(Excerpts from a dataset)
►
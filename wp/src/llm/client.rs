//! LlmClient trait definition

use async_trait::async_trait;

use super::{CompletionRequest, CompletionResponse, LlmError};

/// Stateless LLM client - each call is independent
#[async_trait]
pub trait LlmClient: Send + Sync {
    /// Send a single completion request and wait for the full response
    async fn complete(&self, request: CompletionRequest) -> Result<CompletionResponse, LlmError>;
}
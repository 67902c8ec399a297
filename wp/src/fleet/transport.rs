//! HTTP transport to worker processes
//!
//! The fleet talks to workers only through [`WorkerTransport`], so probes and
//! calls can be exercised against a scripted transport in tests.

use std::time::Duration;

use async_trait::async_trait;
use reqwest::Client;
use serde_json::Value;
use thiserror::Error;
use tracing::debug;

/// Status and body of a worker response
#[derive(Debug, Clone, PartialEq, Eq)]
pub struct TransportResponse {
    pub status: u16,
    pub body: String,
}

impl TransportResponse {
    pub fn new(status: u16, body: impl Into<String>) -> Self {
        Self {
            status,
            body: body.into(),
        }
    }
}

/// Errors below the HTTP status level
#[derive(Debug, Error)]
pub enum TransportError {
    #[error("timed out after {0:?}")]
    Timeout(Duration),

    #[error("connection failed: {0}")]
    Connect(String),

    #[error("request failed: {0}")]
    Request(String),
}

impl TransportError {
    fn from_reqwest(err: reqwest::Error, timeout: Duration) -> Self {
        if err.is_timeout() {
            TransportError::Timeout(timeout)
        } else if err.is_connect() {
            TransportError::Connect(err.to_string())
        } else {
            TransportError::Request(err.to_string())
        }
    }
}

/// Minimal HTTP surface the fleet needs from a worker
#[async_trait]
pub trait WorkerTransport: Send + Sync {
    /// GET `url` with a timeout covering the whole exchange
    async fn get(&self, url: &str, timeout: Duration) -> Result<TransportResponse, TransportError>;

    /// POST `body` as JSON to `url` with a timeout covering the whole exchange
    async fn post_json(&self, url: &str, body: &Value, timeout: Duration) -> Result<TransportResponse, TransportError>;
}

/// reqwest-backed transport sharing one connection pool across workers
#[derive(Debug, Clone)]
pub struct HttpTransport {
    http: Client,
}

impl HttpTransport {
    pub fn new() -> Result<Self, TransportError> {
        debug!("HttpTransport::new: called");
        let http = Client::builder()
            .build()
            .map_err(|e| TransportError::Request(e.to_string()))?;
        Ok(Self { http })
    }
}

#[async_trait]
impl WorkerTransport for HttpTransport {
    async fn get(&self, url: &str, timeout: Duration) -> Result<TransportResponse, TransportError> {
        debug!(%url, ?timeout, "HttpTransport::get: called");
        let response = self
            .http
            .get(url)
            .timeout(timeout)
            .send()
            .await
            .map_err(|e| TransportError::from_reqwest(e, timeout))?;
        let status = response.status().as_u16();
        let body = response
            .text()
            .await
            .map_err(|e| TransportError::from_reqwest(e, timeout))?;
        Ok(TransportResponse { status, body })
    }

    async fn post_json(&self, url: &str, body: &Value, timeout: Duration) -> Result<TransportResponse, TransportError> {
        debug!(%url, ?timeout, "HttpTransport::post_json: called");
        let response = self
            .http
            .post(url)
            .timeout(timeout)
            .header("content-type", "application/json")
            .json(body)
            .send()
            .await
            .map_err(|e| TransportError::from_reqwest(e, timeout))?;
        let status = response.status().as_u16();
        let body = response
            .text()
            .await
            .map_err(|e| TransportError::from_reqwest(e, timeout))?;
        Ok(TransportResponse { status, body })
    }
}
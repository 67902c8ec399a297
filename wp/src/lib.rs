//! Waypoint - travel planner over a supervised worker fleet
//!
//! Waypoint keeps a small fleet of local HTTP worker processes (flights,
//! hotels, activities, restaurants and friends) alive, routes tool calls to
//! the ready ones, and builds trip plans from their answers.
//!
//! # Modules
//!
//! - [`fleet`] - Worker launch, readiness, routing and shutdown
//! - [`llm`] - LLM client trait and OpenAI-compatible implementation
//! - [`trip`] - Request parsing, data gathering and price clustering
//! - [`config`] - Configuration types and loading
//! - [`cli`] - Command-line interface

pub mod cli;
pub mod config;
pub mod fleet;
pub mod llm;
pub mod trip;

// Re-export commonly used types
pub use config::{Config, FleetConfig, LlmConfig};
pub use fleet::{
    CallPolicy, FleetError, FleetEvent, FleetManager, FleetPhase, ReadinessSummary, WorkerInfo, WorkerSpec,
    WorkerStatus, empty_result,
};
pub use llm::{CompletionRequest, CompletionResponse, LlmClient, LlmError, OpenAIClient, create_client};
pub use trip::{Recommendation, TripError, TripPlan, TripPlanner, TripRequest};
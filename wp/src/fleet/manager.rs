//! FleetManager - actor that owns the worker handles
//!
//! The actor task is the only owner of the name -> WorkerHandle map and of the
//! spawned child processes. [`FleetManager`] is a cheap cloneable handle that
//! talks to it over channels. Routed calls run outside the actor so calls to
//! different workers proceed concurrently; only the route lookup and the
//! outcome bookkeeping go through it.

use std::collections::BTreeMap;
use std::fmt;
use std::sync::Arc;
use std::time::Duration;

use serde::{Deserialize, Serialize};
use serde_json::Value;
use tokio::process::Child;
use tokio::sync::{broadcast, mpsc, oneshot, watch};
use tracing::{debug, info, warn};

use super::error::FleetError;
use super::events::{DEFAULT_EVENT_CAPACITY, FleetEvent};
use super::launcher::{LaunchSettings, Launcher};
use super::messages::{FleetCommand, FleetResponse};
use super::readiness::{ReadinessSettings, ReadinessSummary, await_readiness};
use super::router::{Route, route};
use super::transport::{HttpTransport, WorkerTransport};
use super::worker::{WorkerHandle, WorkerInfo, WorkerStatus};
use crate::config::FleetConfig;

/// Lifecycle phase of the whole fleet
#[derive(Debug, Clone, Copy, PartialEq, Eq, Hash, Serialize, Deserialize)]
#[serde(rename_all = "snake_case")]
pub enum FleetPhase {
    Uninitialized,
    Initializing,
    Operational,
    ShuttingDown,
    Terminated,
}

impl fmt::Display for FleetPhase {
    fn fmt(&self, f: &mut fmt::Formatter<'_>) -> fmt::Result {
        let s = match self {
            FleetPhase::Uninitialized => "uninitialized",
            FleetPhase::Initializing => "initializing",
            FleetPhase::Operational => "operational",
            FleetPhase::ShuttingDown => "shutting_down",
            FleetPhase::Terminated => "terminated",
        };
        f.write_str(s)
    }
}

/// What a call to a non-ready worker, or a failed call, returns
///
/// One policy per manager; a manager never mixes them.
#[derive(Debug, Clone, Copy, Default, PartialEq, Eq, Serialize, Deserialize)]
#[serde(rename_all = "lowercase")]
pub enum CallPolicy {
    /// Log and return an empty JSON object
    #[default]
    Lenient,
    /// Return the error to the caller
    Strict,
}

/// Neutral result returned under [`CallPolicy::Lenient`]
pub fn empty_result() -> Value {
    Value::Object(serde_json::Map::new())
}

/// Point-in-time view published on every change
#[derive(Debug, Clone, PartialEq, Eq)]
struct FleetSnapshot {
    phase: FleetPhase,
    workers: BTreeMap<String, WorkerStatus>,
}

/// Publishes snapshots and emits events for whatever changed since the last one
struct Publisher {
    snapshot_tx: watch::Sender<FleetSnapshot>,
    event_tx: broadcast::Sender<FleetEvent>,
}

impl Publisher {
    fn publish(&self, phase: FleetPhase, workers: &BTreeMap<String, WorkerHandle>) {
        let previous = self.snapshot_tx.borrow().clone();

        if previous.phase != phase {
            let _ = self.event_tx.send(FleetEvent::PhaseChanged { phase });
        }
        for (name, handle) in workers {
            let from = previous.workers.get(name).copied().unwrap_or(WorkerStatus::Unknown);
            if from != handle.status {
                let _ = self.event_tx.send(FleetEvent::WorkerStatusChanged {
                    worker: name.clone(),
                    from,
                    to: handle.status,
                    reason: handle.last_error.clone(),
                });
            }
        }

        let statuses = workers.iter().map(|(name, h)| (name.clone(), h.status)).collect();
        self.snapshot_tx.send_replace(FleetSnapshot {
            phase,
            workers: statuses,
        });
    }
}
//! Fleet actor messages
//!
//! Commands and replies for the actor that owns the worker handles.

use tokio::sync::oneshot;

use super::error::FleetError;
use super::readiness::ReadinessSummary;
use super::router::Route;
use super::worker::WorkerInfo;

/// Response from fleet operations
pub type FleetResponse<T> = Result<T, FleetError>;

/// Commands sent to the fleet actor
#[derive(Debug)]
pub enum FleetCommand {
    /// Launch every worker and wait for readiness
    Initialize {
        reply: oneshot::Sender<FleetResponse<ReadinessSummary>>,
    },

    /// Look up where a call to `worker` should go
    Resolve {
        worker: String,
        reply: oneshot::Sender<FleetResponse<Route>>,
    },

    /// Report how a routed call went (Err carries the failure reason)
    RecordOutcome {
        worker: String,
        outcome: Result<(), String>,
    },

    /// Detailed view of every worker
    Workers {
        reply: oneshot::Sender<Vec<WorkerInfo>>,
    },

    /// Terminate spawned workers and clear all handles
    Shutdown { reply: oneshot::Sender<()> },
}
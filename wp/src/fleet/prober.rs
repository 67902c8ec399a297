//! Worker health probe

use std::time::Duration;

use tracing::debug;

use super::transport::WorkerTransport;

/// Probe `base_url/health`
///
/// True only on HTTP 200. Errors, timeouts and other statuses all read as
/// unhealthy; this never fails.
pub async fn probe(transport: &dyn WorkerTransport, base_url: &str, timeout: Duration) -> bool {
    let url = format!("{}/health", base_url);
    match transport.get(&url, timeout).await {
        Ok(response) => {
            debug!(%url, status = response.status, "probe: response");
            response.status == 200
        }
        Err(e) => {
            debug!(%url, error = %e, "probe: unreachable");
            false
        }
    }
}
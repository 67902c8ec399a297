//! Trip planning pipeline
//!
//! Parses a free-text request, gathers travel data from the worker fleet,
//! groups the results into price tiers and asks the LLM for recommendations.

mod cluster;
mod gather;
mod recommend;
mod request;

use std::sync::Arc;

use chrono::{DateTime, NaiveDate, Utc};
use serde::Serialize;
use thiserror::Error;
use tracing::{debug, info};
use uuid::Uuid;

pub use cluster::{PriceClusters, TripClusters, cluster_by_price};
pub use gather::{ACTIVITY_SERVER, FLIGHT_SERVER, HOTEL_SERVER, RESTAURANT_SERVER, TravelData, gather};
pub use recommend::{Recommendation, Recommender};
pub use request::{TripParser, TripRequest, extract_json};

use crate::fleet::FleetManager;
use crate::llm::{LlmClient, LlmError};

/// Errors from the trip pipeline
#[derive(Debug, Error)]
pub enum TripError {
    #[error("ParseError: {0}")]
    Parse(String),

    #[error("LLM request failed: {0}")]
    Llm(#[from] LlmError),
}

/// A planned trip: the parsed request plus everything gathered for it
#[derive(Debug, Clone, Serialize)]
pub struct TripPlan {
    pub id: Uuid,
    pub created_at: DateTime<Utc>,
    pub request: TripRequest,
    pub data: TravelData,
    pub clusters: TripClusters,
    pub recommendations: Vec<Recommendation>,
    pub summary: String,
}

/// Runs the parse, gather, cluster and recommend steps against a fleet
pub struct TripPlanner {
    parser: TripParser,
    recommender: Recommender,
    fleet: FleetManager,
}

impl TripPlanner {
    pub fn new(llm: Arc<dyn LlmClient>, fleet: FleetManager) -> Self {
        Self {
            parser: TripParser::new(llm.clone()),
            recommender: Recommender::new(llm),
            fleet,
        }
    }

    /// Plan a trip from a free-text message
    pub async fn plan(&self, message: &str) -> Result<TripPlan, TripError> {
        self.plan_on(message, Utc::now().date_naive()).await
    }

    /// Plan a trip with default dates relative to `today`
    pub async fn plan_on(&self, message: &str, today: NaiveDate) -> Result<TripPlan, TripError> {
        debug!(%today, "TripPlanner::plan_on: called");
        let request = self.parser.parse(message, today).await?;
        let data = gather(&self.fleet, &request, today).await;
        let clusters = TripClusters::from_data(&data);
        let recommendations = self.recommender.recommend(message, &request, &data, &clusters).await;
        let summary = summarize(&request, &data);

        let plan = TripPlan {
            id: Uuid::now_v7(),
            created_at: Utc::now(),
            request,
            data,
            clusters,
            recommendations,
            summary,
        };
        info!(id = %plan.id, summary = %plan.summary, "Trip planned");
        Ok(plan)
    }
}

fn summarize(request: &TripRequest, data: &TravelData) -> String {
    let mut summary = format!(
        "{}: {} flights, {} hotels, {} activities, {} restaurants",
        request.destination,
        data.flights.len(),
        data.hotels.len(),
        data.activities.len(),
        data.restaurants.len()
    );
    if !data.unavailable.is_empty() {
        summary.push_str(&format!(" (unavailable: {})", data.unavailable.join(", ")));
    }
    summary
}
◄
Using the records above, filter out every line that lacks the string "TripRequest" and copy the rest.

[The completed task]:
pub use trip::{Recommendation, TripError, TripPlan, TripPlanner, TripRequest};
pub use request::{TripParser, TripRequest, extract_json};
    pub request: TripRequest,
fn summarize(request: &TripRequest, data: &TravelData) -> String {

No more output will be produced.